Un secondo fattore è il diritto del concepito a nascere a seguito dell'impianto di non più di tre embrioni nell'utero, a garanzia non solo del diritto dell'embrione a non essere prodotto a scopo sperimentale, ma anche per favorire la possibilità del suo impiantarsi in modo da consentire il successo della gravidanza: con ciò si tutela che non vengano nemmeno ipotizzate pratiche di clonazione o che siano rese possibili situazioni di congelamento di embrioni da utilizzare magari anche dopo la morte del padre; al tempo stesso si garantiscono meglio i diritti del nascituro che è tutelato nella certezza della sua personale identità all'interno della vita della coppia genitoriale stabile. Questa indicazione di non impiantare più di tre embrioni contemporaneamente è peraltro suggerita anche da criteri che dimostrano scientificamente il reale rischio per la riuscita della gravidanza in caso si proceda con un maggior numero di embrioni (a meno che non si voglia ad un certo punto procedere alla selezione degli embrioni qualora più d'uno avesse possibilità reale di svilupparsi: ma ciò è peggiore di qualunque tipo di razzismo).

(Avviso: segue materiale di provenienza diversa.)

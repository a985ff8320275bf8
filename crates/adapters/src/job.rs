// SPDX-License-Identifier: BUSL-1.1
// Copyright (c) 2026 Alfred Jean LLC

//! Job-execution substrate.

use async_trait::async_trait;
use ko_core::{JobRef, JobRequest, JobRunState};
use thiserror::Error;

/// Errors from job substrate operations
#[derive(Debug, Error)]
pub enum JobAdapterError {
    #[error("submit failed: {0}")]
    SubmitFailed(String),
    #[error("status query failed: {0}")]
    StatusFailed(String),
    #[error("cancel failed: {0}")]
    CancelFailed(String),
}

/// Adapter for running plan stages as jobs
#[async_trait]
pub trait JobAdapter: Clone + Send + Sync + 'static {
    /// Create the job. A job with the same name that already exists is
    /// returned as-is rather than created again, provided it was created for
    /// the same operation; otherwise the submit fails.
    async fn submit(&self, request: &JobRequest) -> Result<JobRef, JobAdapterError>;

    async fn status(&self, job: &JobRef) -> Result<JobRunState, JobAdapterError>;

    /// Delete the job and its pods. Deleting a job that no longer exists
    /// succeeds.
    async fn cancel(&self, job: &JobRef) -> Result<(), JobAdapterError>;
}

#[cfg(any(test, feature = "test-support"))]
#[cfg_attr(coverage_nightly, coverage(off))]
mod fake {
    use super::{JobAdapter, JobAdapterError};
    use async_trait::async_trait;
    use ko_core::{JobRef, JobRequest, JobRunState};
    use parking_lot::Mutex;
    use std::collections::{HashMap, VecDeque};
    use std::sync::Arc;

    /// Recorded job call
    #[derive(Debug, Clone, PartialEq)]
    pub enum JobCall {
        Submit { name: String },
        Status { name: String },
        Cancel { name: String },
    }

    struct FakeJobState {
        jobs: HashMap<String, JobRunState>,
        /// Requests behind the jobs that still exist
        live: HashMap<String, JobRequest>,
        created: Vec<JobRequest>,
        cancelled: Vec<JobRef>,
        calls: Vec<JobCall>,
        /// States handed to newly created jobs, in creation order
        scripted: VecDeque<JobRunState>,
        default_state: JobRunState,
        fail_submits: bool,
    }

    /// Fake job substrate for testing
    #[derive(Clone)]
    pub struct FakeJobAdapter {
        inner: Arc<Mutex<FakeJobState>>,
    }

    impl Default for FakeJobAdapter {
        fn default() -> Self {
            Self {
                inner: Arc::new(Mutex::new(FakeJobState {
                    jobs: HashMap::new(),
                    live: HashMap::new(),
                    created: Vec::new(),
                    cancelled: Vec::new(),
                    calls: Vec::new(),
                    scripted: VecDeque::new(),
                    default_state: JobRunState::Succeeded,
                    fail_submits: false,
                })),
            }
        }
    }

    impl FakeJobAdapter {
        pub fn new() -> Self {
            Self::default()
        }

        /// State for newly created jobs once the script runs out
        pub fn set_default_state(&self, state: JobRunState) {
            self.inner.lock().default_state = state;
        }

        /// Queue states for the next created jobs, one per job
        pub fn script(&self, states: impl IntoIterator<Item = JobRunState>) {
            self.inner.lock().scripted.extend(states);
        }

        /// Change the state of an existing job
        pub fn set_state(&self, name: &str, state: JobRunState) {
            self.inner.lock().jobs.insert(name.to_string(), state);
        }

        /// Drop a job as if it was deleted out of band
        pub fn forget(&self, name: &str) {
            let mut state = self.inner.lock();
            state.jobs.remove(name);
            state.live.remove(name);
        }

        pub fn set_fail_submits(&self, fail: bool) {
            self.inner.lock().fail_submits = fail;
        }

        /// Requests that created a new job
        pub fn created(&self) -> Vec<JobRequest> {
            self.inner.lock().created.clone()
        }

        pub fn created_names(&self) -> Vec<String> {
            self.inner.lock().created.iter().map(|r| r.name.clone()).collect()
        }

        pub fn cancelled(&self) -> Vec<JobRef> {
            self.inner.lock().cancelled.clone()
        }

        pub fn calls(&self) -> Vec<JobCall> {
            self.inner.lock().calls.clone()
        }
    }

    #[async_trait]
    impl JobAdapter for FakeJobAdapter {
        async fn submit(&self, request: &JobRequest) -> Result<JobRef, JobAdapterError> {
            let mut state = self.inner.lock();
            state.calls.push(JobCall::Submit { name: request.name.clone() });
            if state.fail_submits {
                return Err(JobAdapterError::SubmitFailed("injected failure".to_string()));
            }
            if let Some(existing) = state.live.get(&request.name) {
                let owner_uids: Vec<&str> = existing.owner.iter().map(|o| o.uid.as_str()).collect();
                if !request.is_same_operation(&owner_uids, &existing.labels) {
                    return Err(JobAdapterError::SubmitFailed(format!(
                        "job {} belongs to another operation",
                        request.name
                    )));
                }
                return Ok(JobRef::new(&request.name, &request.namespace));
            }
            let initial = match state.scripted.pop_front() {
                Some(s) => s,
                None => state.default_state.clone(),
            };
            state.jobs.insert(request.name.clone(), initial);
            state.live.insert(request.name.clone(), request.clone());
            state.created.push(request.clone());
            Ok(JobRef::new(&request.name, &request.namespace))
        }

        async fn status(&self, job: &JobRef) -> Result<JobRunState, JobAdapterError> {
            let mut state = self.inner.lock();
            state.calls.push(JobCall::Status { name: job.name().to_string() });
            Ok(state.jobs.get(job.name()).cloned().unwrap_or(JobRunState::Missing))
        }

        async fn cancel(&self, job: &JobRef) -> Result<(), JobAdapterError> {
            let mut state = self.inner.lock();
            state.calls.push(JobCall::Cancel { name: job.name().to_string() });
            state.jobs.remove(job.name());
            state.live.remove(job.name());
            state.cancelled.push(job.clone());
            Ok(())
        }
    }
}

#[cfg(any(test, feature = "test-support"))]
pub use fake::{FakeJobAdapter, JobCall};

#[cfg(test)]
#[path = "job_tests.rs"]
mod tests;
// SPDX-License-Identifier: BUSL-1.1
// Copyright (c) 2026 Alfred Jean LLC

//! batch/v1 Job construction and status interpretation.

use k8s_openapi::api::batch::v1::{Job, JobSpec};
use k8s_openapi::api::core::v1::{
    ConfigMapVolumeSource, Container, PodSpec, PodTemplateSpec,
    ResourceRequirements as PodResources, SecretVolumeSource, Volume, VolumeMount,
};
use k8s_openapi::apimachinery::pkg::api::resource::Quantity;
use k8s_openapi::apimachinery::pkg::apis::meta::v1::{ObjectMeta, OwnerReference};
use ko_core::{JobRequest, JobRunState, MountSource, PodRef, ResourceRequirements};
use std::collections::BTreeMap;

/// Container name inside every job pod.
pub const CONTAINER_NAME: &str = "kubeop";

/// Build the Job object for a request.
///
/// `backoffLimit` is always zero: attempts are counted by the controller,
/// not by the Job controller.
pub fn build_job(request: &JobRequest) -> Job {
    let mut volumes = Vec::new();
    let mut volume_mounts = Vec::new();

    for mount in &request.mounts {
        let volume = match &mount.source {
            MountSource::ConfigMap(r) => Volume {
                name: mount.volume.clone(),
                config_map: Some(ConfigMapVolumeSource {
                    name: r.name().to_string(),
                    default_mode: Some(0o755),
                    ..Default::default()
                }),
                ..Default::default()
            },
            MountSource::Secret(r) => Volume {
                name: mount.volume.clone(),
                secret: Some(SecretVolumeSource {
                    secret_name: Some(r.name().to_string()),
                    default_mode: Some(0o400),
                    ..Default::default()
                }),
                ..Default::default()
            },
        };
        volumes.push(volume);
        volume_mounts.push(VolumeMount {
            name: mount.volume.clone(),
            mount_path: mount.mount_path.clone(),
            read_only: Some(true),
            ..Default::default()
        });
    }

    let container = Container {
        name: CONTAINER_NAME.to_string(),
        image: Some(request.image.clone()),
        command: Some(request.command.clone()),
        volume_mounts: Some(volume_mounts),
        resources: pod_resources(&request.resources),
        ..Default::default()
    };

    let owner_references = request.owner.as_ref().map(|o| {
        vec![OwnerReference {
            api_version: o.api_version.clone(),
            kind: o.kind.clone(),
            name: o.name.clone(),
            uid: o.uid.clone(),
            controller: Some(true),
            block_owner_deletion: Some(true),
        }]
    });

    Job {
        metadata: ObjectMeta {
            name: Some(request.name.clone()),
            namespace: Some(request.namespace.clone()),
            labels: Some(request.labels.clone()),
            owner_references,
            ..Default::default()
        },
        spec: Some(JobSpec {
            backoff_limit: Some(0),
            active_deadline_seconds: request.active_deadline_seconds,
            template: PodTemplateSpec {
                metadata: Some(ObjectMeta {
                    labels: Some(request.labels.clone()),
                    ..Default::default()
                }),
                spec: Some(PodSpec {
                    restart_policy: Some("Never".to_string()),
                    containers: vec![container],
                    volumes: Some(volumes),
                    ..Default::default()
                }),
            },
            ..Default::default()
        }),
        ..Default::default()
    }
}

fn quantities(map: &BTreeMap<String, String>) -> Option<BTreeMap<String, Quantity>> {
    if map.is_empty() {
        return None;
    }
    Some(map.iter().map(|(k, v)| (k.clone(), Quantity(v.clone()))).collect())
}

fn pod_resources(resources: &ResourceRequirements) -> Option<PodResources> {
    if resources.limits.is_empty() && resources.requests.is_empty() {
        return None;
    }
    Some(PodResources {
        limits: quantities(&resources.limits),
        requests: quantities(&resources.requests),
        ..Default::default()
    })
}

/// Whether the Job controller marked the job as failed.
pub fn has_failed(job: &Job) -> bool {
    failed_condition(job).is_some()
}

fn failed_condition(job: &Job) -> Option<String> {
    let conditions = job.status.as_ref()?.conditions.as_ref()?;
    conditions.iter().find(|c| c.type_ == "Failed" && c.status == "True").map(|c| {
        match (c.reason.as_deref(), c.message.as_deref()) {
            (Some(reason), Some(message)) => format!("{}: {}", reason, message),
            (Some(reason), None) => reason.to_string(),
            (None, Some(message)) => message.to_string(),
            (None, None) => "job failed".to_string(),
        }
    })
}

/// Interpret a Job's status.
///
/// `pod` is attached to failures for diagnostics.
pub fn run_state(job: &Job, pod: Option<PodRef>) -> JobRunState {
    let Some(status) = job.status.as_ref() else {
        return JobRunState::Pending;
    };
    let complete = status
        .conditions
        .as_ref()
        .is_some_and(|cs| cs.iter().any(|c| c.type_ == "Complete" && c.status == "True"));
    if complete || status.succeeded.unwrap_or(0) > 0 {
        return JobRunState::Succeeded;
    }
    if let Some(reason) = failed_condition(job) {
        return JobRunState::Failed { reason, pod };
    }
    if status.active.unwrap_or(0) > 0 || status.start_time.is_some() {
        return JobRunState::Running { started_at: status.start_time.as_ref().map(|t| t.0) };
    }
    JobRunState::Pending
}

#[cfg(test)]
#[path = "job_tests.rs"]
mod tests;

Un terzo elemento importante previsto dalla legge è costituito dal consenso informato, per dare alla coppia tutti gli elementi sulle procedure e sulle conseguenze, e fornire così le informazioni necessarie ad un giudizio irrevocabile sulla scelta, che richiede un alto livello di consapevolezza data la gravità dell'impegno generativo. Ciò è una garanzia della libertà intesa come responsabilità consapevole del gesto che si va a compiere, ed è segno che lo Stato mette a disposizione la propria struttura sanitaria secondo le modalità proprie di ogni atto che promuove la salute, chiamando sia il medico che il cittadino a rendersi conto del valore e delle conseguenze degli atti medici praticati.
Da ultimo l'assoluto divieto di sperimentazione sugli embrioni e l'obbligo di non distruggerli o congelarli (se non i casi gravi ed eccezionali) garantisce da abusi oggi possibili e non adeguatamente sanzionati, favorendo forse nel vissuto collettivo una visione meno strumentale della fecondazione artificiale: certamente il ricorso a tecniche estrinseche all'atto coniugale ha già in sé un elemento che rende problematica la generazione di un figlio, ma le garanzie che la legge offre aprono ad un'attenzione più significativa verso il bene comune, rimettendo al centro il significato obiettivo del venire al mondo al di là della legittima aspirazione dei genitori che non può essere il criterio unico ed ultimo del ricorso alla procreazione assistita.
Certo non si può dire che questa legge sia perfetta o in totale sintonia con tutti i punti della morale cattolica, ma ciò non toglie che possa svolgere perlomeno il benefico compito di limitare o evitare delle gravi ingiustizie che oggi possono essere compiute senza sanzioni e senza l'adeguato controllo dell'autorità sanitaria. Perciò nella coscienza della sua perfettibilità, questa legge non va demonizzata, né per la sua restrittività rispetto ad un concetto illuministico di libertà come assenza di vincoli, né per la sua inadeguatezza rispetto all'ideale cristiano di perfezione che conduce alla coscienza della vita come dono esclusivo di Dio: occorre, invece, pensare a quello che il cittadino guadagnerà realmente da questo provvedimento, in termini di civiltà giuridica e di salvaguardia della dignità di tutti i soggetti implicati, soprattutto del nascituro e del suo diritto a non essere in balia dell'arbitrio degli adulti.